What are common adverse drug reactions (ADRs) of cetirizine (Zyrtec)?
Drowsiness (less than 1st-gen), dizziness, dry mouth, fatigue (larger doses).
What nursing considerations should be taken when administering cetirizine (Zyrtec)?
Give with or without food; counsel on fluids & oral care; monitor for sedation in sensitive patients.
What instructions should be given to patients taking cetirizine (Zyrtec)?
May take with or without food; avoid additional antihistamines; avoid driving if drowsy.
What are the contraindications for cetirizine (Zyrtec)?
Infants/newborns (under 6 months), breastfeeding (caution), known hypersensitivity.
What precautions should be taken when prescribing cetirizine (Zyrtec)?
Impaired liver or kidney function — dose adjust as needed.
What interactions should be monitored when taking cetirizine (Zyrtec)?
Alcohol/CNS depressants; theophylline may reduce clearance (monitor).

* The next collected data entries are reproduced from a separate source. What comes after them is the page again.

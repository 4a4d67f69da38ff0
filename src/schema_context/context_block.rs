//! Markdown rendering of a [`DynamicSchemaResult`] for prompt injection.
//!
//! Output only depends on the result: labels and relationship types come out
//! in key order, terms sorted, samples in the order they were fetched.

use std::fmt;
use std::fmt::Write;

use super::types::{
    DynamicSchemaResult, NodeMetadata, PropertyMap, RelationshipMetadata, RelationshipPattern,
};

impl DynamicSchemaResult {
    /// Render the schema context block
    pub fn to_markdown(&self) -> String {
        let mut md = String::with_capacity(256 + 200 * (self.nodes.len() + self.relationships.len()));

        md.push_str("# Dynamic Schema Context\n\n");
        let _ = writeln!(md, "**Extraction time**: {:.3}s", self.extraction_time);
        let terms: Vec<String> = self.query_terms.all_terms().into_iter().collect();
        let _ = writeln!(md, "**Query terms**: {}\n", join_or_none(&terms));

        if !self.nodes.is_empty() {
            md.push_str("## Node Labels\n\n");
            for (label, node) in &self.nodes {
                write_node(&mut md, label, node);
            }
        }

        if !self.relationships.is_empty() {
            md.push_str("## Relationship Types\n\n");
            for (rel_type, rel) in &self.relationships {
                write_relationship(&mut md, rel_type, rel);
            }
        }

        md
    }
}

impl fmt::Display for DynamicSchemaResult {
    fn fmt(&self, f: &mut fmt::Formatter<'_>) -> fmt::Result {
        f.write_str(&self.to_markdown())
    }
}

fn write_node(md: &mut String, label: &str, node: &NodeMetadata) {
    let _ = writeln!(md, "- `{}` ({} nodes)", label, node.count);
    let properties: Vec<String> = node.properties.iter().cloned().collect();
    let _ = writeln!(md, "  - Properties: {}", join_or_none(&properties));

    let samples: Vec<String> = node.samples.iter().map(compact_json).collect();
    write_list(md, "Samples", &samples);
    md.push('\n');
}

fn write_relationship(md: &mut String, rel_type: &str, rel: &RelationshipMetadata) {
    let _ = writeln!(md, "- `{}` ({} relationships)", rel_type, rel.count);
    let properties: Vec<String> = rel.properties.iter().cloned().collect();
    let _ = writeln!(md, "  - Properties: {}", join_or_none(&properties));

    let patterns: Vec<String> = rel
        .patterns
        .iter()
        .map(|pattern| pattern_line(rel_type, pattern))
        .collect();
    write_list(md, "Patterns", &patterns);

    let samples: Vec<String> = rel
        .samples
        .iter()
        .map(|sample| {
            format!(
                "({})->({}) {}",
                sample.source_labels.join(":"),
                sample.target_labels.join(":"),
                compact_json(&sample.properties)
            )
        })
        .collect();
    write_list(md, "Samples", &samples);
    md.push('\n');
}

/// Nested list, or `none` so an empty field is still visible
fn write_list(md: &mut String, field: &str, items: &[String]) {
    if items.is_empty() {
        let _ = writeln!(md, "  - {}: none", field);
        return;
    }
    let _ = writeln!(md, "  - {}:", field);
    for item in items {
        let _ = writeln!(md, "    - {}", item);
    }
}

fn pattern_line(rel_type: &str, pattern: &RelationshipPattern) -> String {
    format!(
        "({})-[:{}]->({}) x{}",
        pattern.source_labels.join(":"),
        rel_type,
        pattern.target_labels.join(":"),
        pattern.frequency
    )
}

fn compact_json(properties: &PropertyMap) -> String {
    serde_json::to_string(properties).unwrap_or_else(|_| "{}".to_string())
}

fn join_or_none(items: &[String]) -> String {
    if items.is_empty() {
        "none".to_string()
    } else {
        items.join(", ")
    }
}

What is the mechanism of action (MOA) of sympathomimetics (Phenylephrine)?
Activates α-adrenergic receptors in nasal vasculature, leading to vasoconstriction of engorged nasal mucosa and reduced congestion.
What are the indications for sympathomimetics (Phenylephrine)?
Nasal congestion (allergic rhinitis, common cold), topical formulations for local decongestion, and IV formulation for hypotension in some settings.
What are the routes of administration for sympathomimetics (Phenylephrine)?
Topical nasal, oral, and IV in hospital settings.
What are the common adverse drug reactions (ADRs) of sympathomimetics (Phenylephrine)?
CNS stimulation (agitation), increased blood pressure, tachycardia, possible rebound congestion with topical overuse, and overdose effects.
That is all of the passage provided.